Theophilus Ernest Eastman (normally written as T. Ernest or Ernest) (March 27, 1927 – February 28, 2011) was a Liberian diplomat, statesman and politician. A leading member of the young and dynamic foreign policy team at the Department of State in the 1960s during the Tubman administration, he was a major architect of President Tubman's extensive involvement in Pan-African politics, serving first as Director of the Africa-Asia Bureau and then as Under-Secretary of State. In 1972, President Tolbert appointed him Ambassador to Kenya, Uganda, and Tanzania, resident in Nairobi, Kenya. He later served, from 1978 to 1983, as the second Secretary-General of the Mano River Union. From 1983 to 1986, he was the Minister of Foreign Affairs under dictator Samuel Doe, succeeding Henry Boimah Fahnbulleh and preceding John Bernard Blamo. President Charles Ghankay Taylor later appointed him to be the Minister of State for Presidential Affairs before returning him to the Foreign Ministry. He represented the National Patriotic Party at ECOWAS-sponsored peace talks in Banjul.
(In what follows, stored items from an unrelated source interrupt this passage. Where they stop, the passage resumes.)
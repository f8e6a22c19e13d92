//! Application settings loaded from environment variables.

use std::env;
use std::time::Duration;

use super::constants::{
    DEFAULT_CITY, DEFAULT_DATABASE_URL, DEFAULT_HTTP_TIMEOUT_SECS, DEFAULT_JOKE_API_URL,
    DEFAULT_QUOTE_API_URL, DEFAULT_SESSION_TTL_HOURS, DEFAULT_WEATHER_API_BASE, DEV_SECRET_KEY, MIN_SECRET_KEY_LENGTH,
};
use crate::errors::{AppError, AppResult};

/// Application configuration
#[derive(Clone)]
pub struct Config {
    pub database_url: String,
    secret_key: String,
    weather_api_key: Option<String>,
    pub session_ttl_hours: i64,
    /// Key rate limits on `X-Forwarded-For` / `X-Real-IP` instead of the peer
    /// address. Only safe behind a reverse proxy that overwrites them.
    pub trust_proxy_headers: bool,
    pub city: String,
    pub http_timeout: Duration,
    pub weather_api_base: String,
    pub quote_api_url: String,
    pub joke_api_url: String,
}

impl std::fmt::Debug for Config {
    fn fmt(&self, f: &mut std::fmt::Formatter<'_>) -> std::fmt::Result {
        f.debug_struct("Config")
            .field("database_url", &self.database_url)
            .field("secret_key", &"[REDACTED]")
            .field(
                "weather_api_key",
                &self.weather_api_key.as_ref().map(|_| "[REDACTED]"),
            )
            .field("session_ttl_hours", &self.session_ttl_hours)
            .field("trust_proxy_headers", &self.trust_proxy_headers)
            .field("city", &self.city)
            .field("http_timeout", &self.http_timeout)
            .field("weather_api_base", &self.weather_api_base)
            .field("quote_api_url", &self.quote_api_url)
            .field("joke_api_url", &self.joke_api_url)
            .finish()
    }
}

impl Default for Config {
    /// Development defaults, no environment lookup.
    fn default() -> Self {
        Self {
            database_url: DEFAULT_DATABASE_URL.to_string(),
            secret_key: DEV_SECRET_KEY.to_string(),
            weather_api_key: None,
            session_ttl_hours: DEFAULT_SESSION_TTL_HOURS,
            trust_proxy_headers: false,
            city: DEFAULT_CITY.to_string(),
            http_timeout: Duration::from_secs(DEFAULT_HTTP_TIMEOUT_SECS),
            weather_api_base: DEFAULT_WEATHER_API_BASE.to_string(),
            quote_api_url: DEFAULT_QUOTE_API_URL.to_string(),
            joke_api_url: DEFAULT_JOKE_API_URL.to_string(),
        }
    }
}

impl Config {
    /// Load configuration from environment variables (and `.env` if present).
    ///
    /// # Errors
    /// Returns a configuration error if SECRET_KEY is missing in a release
    /// build or shorter than the minimum length.
    pub fn from_env() -> AppResult<Self> {
        dotenvy::dotenv().ok();

        let secret_key = match env::var("SECRET_KEY") {
            Ok(value) => value,
            Err(_) if cfg!(debug_assertions) => {
                tracing::warn!("SECRET_KEY not set, using insecure default for development");
                DEV_SECRET_KEY.to_string()
            }
            Err(_) => {
                return Err(AppError::config(
                    "SECRET_KEY environment variable must be set in production",
                ))
            }
        };

        let weather_api_key = env::var("WEATHER_API_KEY")
            .ok()
            .filter(|key| !key.trim().is_empty());
        if weather_api_key.is_none() {
            tracing::warn!("WEATHER_API_KEY not set, weather will use fallback text");
        }

        let defaults = Self::default();
        Self {
            database_url: env::var("DATABASE_URL").unwrap_or(defaults.database_url),
            secret_key,
            weather_api_key,
            session_ttl_hours: parse_var("SESSION_TTL_HOURS")
                .unwrap_or(defaults.session_ttl_hours),
            trust_proxy_headers: parse_var("TRUST_PROXY_HEADERS")
                .unwrap_or(defaults.trust_proxy_headers),
            city: env::var("DASHBOARD_CITY").unwrap_or(defaults.city),
            http_timeout: parse_var("HTTP_TIMEOUT_SECS")
                .map(Duration::from_secs)
                .unwrap_or(defaults.http_timeout),
            weather_api_base: env::var("WEATHER_API_BASE").unwrap_or(defaults.weather_api_base),
            quote_api_url: env::var("QUOTE_API_URL").unwrap_or(defaults.quote_api_url),
            joke_api_url: env::var("JOKE_API_URL").unwrap_or(defaults.joke_api_url),
        }
        .validated()
    }

    /// Check invariants that cannot be expressed in the type.
    pub fn validated(self) -> AppResult<Self> {
        if self.secret_key.len() < MIN_SECRET_KEY_LENGTH {
            return Err(AppError::config(format!(
                "SECRET_KEY must be at least {} characters long",
                MIN_SECRET_KEY_LENGTH
            )));
        }
        if self.session_ttl_hours <= 0 {
            return Err(AppError::config("SESSION_TTL_HOURS must be positive"));
        }
        Ok(self)
    }

    /// Replace the session signing secret.
    pub fn with_secret_key(mut self, secret_key: impl Into<String>) -> Self {
        self.secret_key = secret_key.into();
        self
    }

    /// Replace the weather provider key.
    pub fn with_weather_api_key(mut self, key: Option<String>) -> Self {
        self.weather_api_key = key;
        self
    }

    /// Get secret bytes for session token signing/verification.
    pub fn secret_key_bytes(&self) -> &[u8] {
        self.secret_key.as_bytes()
    }

    pub fn weather_api_key(&self) -> Option<&str> {
        self.weather_api_key.as_deref()
    }
}

fn parse_var<T: std::str::FromStr>(name: &str) -> Option<T> {
    env::var(name).ok().and_then(|v| v.parse().ok())
}

#[cfg(test)]
mod tests {
    use super::*;

    #[test]
    fn test_default_config_is_valid() {
        let config = Config::default().validated().unwrap();
        assert_eq!(config.city, "Houston");
        assert_eq!(config.http_timeout, Duration::from_secs(5));
        assert!(config.weather_api_key().is_none());
    }

    #[test]
    fn test_short_secret_rejected() {
        let result = Config::default().with_secret_key("short").validated();
        assert!(matches!(result, Err(AppError::Config(_))));
    }

    #[test]
    fn test_debug_redacts_secrets() {
        let config = Config::default().with_weather_api_key(Some("abc123".to_string()));
        let debug = format!("{:?}", config);
        assert!(!debug.contains("abc123"));
        assert!(!debug.contains(DEV_SECRET_KEY));
        assert!(debug.contains("[REDACTED]"));
    }

    #[test]
    fn test_proxy_headers_untrusted_by_default() {
        assert!(!Config::default().trust_proxy_headers);
    }
}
After graduating from the College of West Africa in 1947, Eastman went to the United States and attended Oberlin College, from where he received a Bachelor of Arts degree. He later received a master's degree in international relations from Columbia University. He was married three times: first to Erelia Eastman, a fellow Columbia student; second to Danielette Norman, a Liberian; and third to Salma Mohammed Ali of Kenya. A lifelong Methodist, he served for a time as one of the trustees of the First United Methodist Church of Monrovia.